Abstract

Secretion in blowfly salivary glands is induced by the neurohormone serotonin and powered by a vacuolar-type H(+)-ATPase (V-ATPase) located in the apical membrane of the secretory cells. We have established a microfluorometric method for analysing pH changes at the luminal surface of the secretory epithelial cells by using the fluorescent dye 5-N-hexadecanoyl-aminofluorescein (HAF). After injection of HAF into the lumen of the tubular salivary gland, the fatty acyl chain of the dye molecule partitions into the outer leaflet of the plasma membrane and its pH-sensitive fluorescent moiety is exposed at the cell surface. Confocal imaging has confirmed that HAF distributes over the entire apical membrane of the secretory cells and remains restricted to this membrane domain. Ratiometric analysis of HAF fluorescence demonstrates that serotonin leads to a reversible dose-dependent acidification at the luminal surface.

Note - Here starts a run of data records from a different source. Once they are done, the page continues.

//! Configuration loading.
//!
//! Settings resolve in layers: built-in defaults, then the optional
//! `config/settings` file, then `MNEME__`-prefixed environment variables.
//! Per-invocation CLI overrides are applied later by
//! [`crate::ingestion::SyncOptions::resolve`] so business logic never reads
//! the ambient environment itself.

use config::{Config, Environment, File};
use serde::Deserialize;
use thiserror::Error;

const CONFIG_FILE: &str = "config/settings";

pub const DEFAULT_CONCURRENCY: usize = 3;
pub const DEFAULT_DELAY_MS: u64 = 500;
pub const DEFAULT_TIMEOUT_MS: u64 = 30_000;
pub const DEFAULT_MAX_RETRIES: usize = 3;
pub const DEFAULT_MAX_CONSECUTIVE_TIMEOUTS: u32 = 10;

#[derive(Debug, Error)]
pub enum AppConfigError {
    #[error(transparent)]
    Build(#[from] config::ConfigError),
}

#[derive(Debug, Deserialize, Clone)]
pub struct AppConfig {
    pub storage: StorageConfig,
    pub indexer: IndexerConfig,
    pub sync: SyncConfig,
}

/// Blob storage credentials. Required; there is no anonymous fallback.
#[derive(Debug, Deserialize, Clone)]
pub struct StorageConfig {
    pub account: String,
    pub access_key: String,
}

#[derive(Debug, Deserialize, Clone)]
pub struct IndexerConfig {
    /// Submission endpoint of the RAG indexing service.
    pub endpoint: String,
}

/// Configured defaults for sync runs, overridable per invocation.
#[derive(Debug, Deserialize, Clone)]
pub struct SyncConfig {
    pub concurrency: usize,
    pub delay_ms: u64,
    pub timeout_ms: u64,
    pub max_retries: usize,
    pub max_consecutive_timeouts: u32,
}

pub fn load() -> Result<AppConfig, AppConfigError> {
    let builder = Config::builder()
        .set_default("sync.concurrency", DEFAULT_CONCURRENCY as i64)?
        .set_default("sync.delay_ms", DEFAULT_DELAY_MS as i64)?
        .set_default("sync.timeout_ms", DEFAULT_TIMEOUT_MS as i64)?
        .set_default("sync.max_retries", DEFAULT_MAX_RETRIES as i64)?
        .set_default(
            "sync.max_consecutive_timeouts",
            DEFAULT_MAX_CONSECUTIVE_TIMEOUTS as i64,
        )?
        .add_source(File::with_name(CONFIG_FILE).required(false))
        .add_source(Environment::with_prefix("MNEME").separator("__"));

    let cfg = builder.build()?.try_deserialize()?;
    Ok(cfg)
}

Inhibition by concanamycin A confirms that the serotonin-induced acidification at the luminal surface is due to H(+) transport across the apical membrane via V-ATPase. Measurements with pH-sensitive microelectrodes corroborate a serotonin-induced luminal acidification and demonstrate that luminal pH decreases by about 0.4 pH units at saturating serotonin concentrations. We conclude that ratiometric measurements of HAF fluorescence provide an elegant method for monitoring V-ATPase-dependent H(+) transport in the blowfly salivary gland in vivo and for analysing the spatiotemporal pattern of pH changes at the luminal surface.